See our latest analysis for nCino.
At a share price of $25.68, nCino has seen a modest 1 month share price return of 5.29%, but its 1 year total shareholder return of minus 27.09% shows momentum has been fading despite solid underlying revenue growth.
If this mix of insider exits and buybacks has you reassessing your watchlist, it might be worth exploring fast growing stocks with high insider ownership as a way to uncover other interesting setups.
With shares trading about 36 percent below analyst targets but still reflecting steady growth hopes, the real question is whether nCino is quietly undervalued or if the market already reflects the next leg of expansion.
Most Popular Narrative: 27.7% Undervalued
With nCino last closing at $25.68 against a narrative fair value in the mid 30s, the gap reflects ambitious expectations for profitable growth and AI driven expansion.
The transition to a new outcome based/pricing model that is gaining customer acceptance, often pulled forward by demand for embedded AI, enables price uplifts (targeted at 10%), faster renewal cycles, and improved gross margins. All of these factors are likely to positively impact net earnings.
Curious how steady but unspectacular revenue growth can still back a premium valuation? The narrative leans on a sharp profit swing and a rich future earnings multiple. Want to see the exact assumptions behind that leap?

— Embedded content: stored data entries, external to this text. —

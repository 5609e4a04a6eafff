use tracing::{debug, info};

use super::{now, SessionFlowService};
use crate::channel::{Record, RecordPath, WriteBatch};
use crate::domain::{
    assign_roles, deal_inventory, next_phase, Assignment, Participant, PhaseOperation, Role,
    RoundOutcome,
};
use crate::error::SessionError;
use crate::session::{SessionContext, SessionView};

/// What `start_round` and `reroll` committed.
#[derive(Debug, Clone, PartialEq, Eq)]
pub struct RoundStart {
    pub round: u32,
    pub assignment: Assignment,
}

impl SessionFlowService {
    /// Start a run: deal every participant a fresh inventory, empty their
    /// graves, reset the round counter and move to `rolling`.
    pub async fn start_run(&self, ctx: &SessionContext) -> Result<(), SessionError> {
        let view = ctx.view();
        let mut state = view.session_state()?;
        Self::require_owner(ctx, &view, PhaseOperation::StartRun)?;
        let next = next_phase(state.phase, PhaseOperation::StartRun)?;

        let participants = view.participants()?;
        let pool = &self.config().resource_pool;
        let count = self.config().alive_per_run;
        let dealt = self.with_rng(|rng| -> Result<Vec<Participant>, SessionError> {
            let mut dealt = Vec::with_capacity(participants.len());
            for mut p in participants {
                p.alive_resources = deal_inventory(pool, count, &mut *rng)?;
                p.grave_resources.clear();
                dealt.push(p);
            }
            Ok(dealt)
        })?;

        let now = now();
        state.phase = next;
        state.round = 0;
        state.outcome = None;
        state.touch(now);

        let mut batch = WriteBatch::new();
        for p in dealt {
            batch.put_participant(ctx.session_id(), p);
        }
        batch.put_session(ctx.session_id(), state);
        ctx.channel().atomic_write(batch).await?;

        info!(session_id = %ctx.session_id(), alive_per_run = count, "Run started");
        debug!(session_id = %ctx.session_id(), "Transition: idle -> rolling");
        Ok(())
    }

    /// Begin the next round: clear last round's roles and lock-ins, bump the
    /// round, assign fresh roles and move to `locked`, all in one batch.
    pub async fn start_round(&self, ctx: &SessionContext) -> Result<RoundStart, SessionError> {
        let view = ctx.view();
        let mut state = view.session_state()?;
        Self::require_owner(ctx, &view, PhaseOperation::StartRound)?;
        let next = next_phase(state.phase, PhaseOperation::StartRound)?;

        let round = state.round + 1;
        let assignment = self.assign(ctx)?;

        state.phase = next;
        state.round = round;
        state.outcome = None;
        state.touch(now());

        let mut batch = self.assignment_batch(ctx, &view, &assignment)?;
        batch.put_session(ctx.session_id(), state);
        ctx.channel().atomic_write(batch).await?;

        info!(
            session_id = %ctx.session_id(),
            round,
            participants = assignment.len(),
            "Round started"
        );
        Ok(RoundStart { round, assignment })
    }

    /// Re-roll the current round's roles without advancing the round.
    pub async fn reroll(&self, ctx: &SessionContext) -> Result<RoundStart, SessionError> {
        let view = ctx.view();
        let mut state = view.session_state()?;
        Self::require_owner(ctx, &view, PhaseOperation::Reroll)?;
        next_phase(state.phase, PhaseOperation::Reroll)?;
        if state.round == 0 {
            return Err(SessionError::invalid_phase("no round to re-roll yet"));
        }

        let assignment = self.assign(ctx)?;
        state.touch(now());

        let mut batch = self.assignment_batch(ctx, &view, &assignment)?;
        batch.put_session(ctx.session_id(), state.clone());
        ctx.channel().atomic_write(batch).await?;

        info!(session_id = %ctx.session_id(), round = state.round, "Roles re-rolled");
        Ok(RoundStart {
            round: state.round,
            assignment,
        })
    }

    /// Record the round's outcome and bump the matching run and cumulative
    /// counters.
    pub async fn end_round(
        &self,
        ctx: &SessionContext,
        outcome: RoundOutcome,
    ) -> Result<(), SessionError> {
        let view = ctx.view();
        let mut state = view.session_state()?;
        let mut stats = view.run_stats()?;
        Self::require_owner(ctx, &view, PhaseOperation::EndRound)?;
        let next = next_phase(state.phase, PhaseOperation::EndRound)?;

        stats.record(outcome);
        state.phase = next;
        state.outcome = Some(outcome);
        state.touch(now());

        let mut batch = WriteBatch::new();
        batch.put_session(ctx.session_id(), state.clone());
        batch.put_stats(ctx.session_id(), stats.clone());
        ctx.channel().atomic_write(batch).await?;

        info!(
            session_id = %ctx.session_id(),
            round = state.round,
            outcome = %outcome,
            wins = stats.wins,
            losses = stats.losses,
            "Round ended"
        );
        Ok(())
    }

    /// Confirm the caller's own assignment. Open to every participant.
    pub async fn lock_in(&self, ctx: &SessionContext) -> Result<(), SessionError> {
        let view = ctx.view();
        let state = view.session_state()?;
        let mut me = view.me()?;
        next_phase(state.phase, PhaseOperation::LockIn)?;

        me.locked_in = true;
        let path = RecordPath::Participant(ctx.session_id().clone(), me.id.clone());
        ctx.channel()
            .single_write(path, Record::Participant(me))
            .await?;

        debug!(
            session_id = %ctx.session_id(),
            participant_id = %ctx.caller().participant_id,
            round = state.round,
            "Locked in"
        );
        Ok(())
    }

    fn assign(&self, ctx: &SessionContext) -> Result<Assignment, SessionError> {
        let roster = ctx.roster();
        Ok(self.with_rng(|rng| assign_roles(&roster, &Role::ALL, rng))?)
    }

    /// Participant writes for a fresh assignment, previous roles cleared.
    fn assignment_batch(
        &self,
        ctx: &SessionContext,
        view: &SessionView<'_>,
        assignment: &Assignment,
    ) -> Result<WriteBatch, SessionError> {
        let mut batch = WriteBatch::new();
        for mut p in view.participants()? {
            p.clear_roles();
            if let Some(roles) = assignment.get(&p.id) {
                p.main_role = Some(roles.main);
                p.secondary_role = roles.secondary;
            }
            batch.put_participant(ctx.session_id(), p);
        }
        Ok(batch)
    }
}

Dive in to uncover the projections driving this fair value call.
Result: Fair Value of $35.54 (UNDERVALUED)
Have a read of the narrative in full and understand what's behind the forecasts.
However, sustained competitive pressure or slower than expected international traction could derail those upbeat assumptions and force investors to reassess the growth premium.
Find out about the key risks to this nCino narrative.
Another View: Multiples Paint a Richer Picture
While the narrative fair value suggests upside, nCino trades on a price to sales ratio of about 5 times, slightly above the US software average of 4.9 times and well above its fair ratio of 3.2 times. That gap points to valuation risk, not a simple bargain. Is the growth story strong enough to close it?
See what the numbers say about this price — find out in our valuation breakdown.
Build Your Own nCino Narrative
If you see the story differently or want to stress test the assumptions with your own inputs, you can build a personalized view in minutes using Do it your way.
A great starting point for your nCino research is our analysis highlighting 3 key rewards and 1 important warning sign that could impact your investment decision.
Ready for your next investing move?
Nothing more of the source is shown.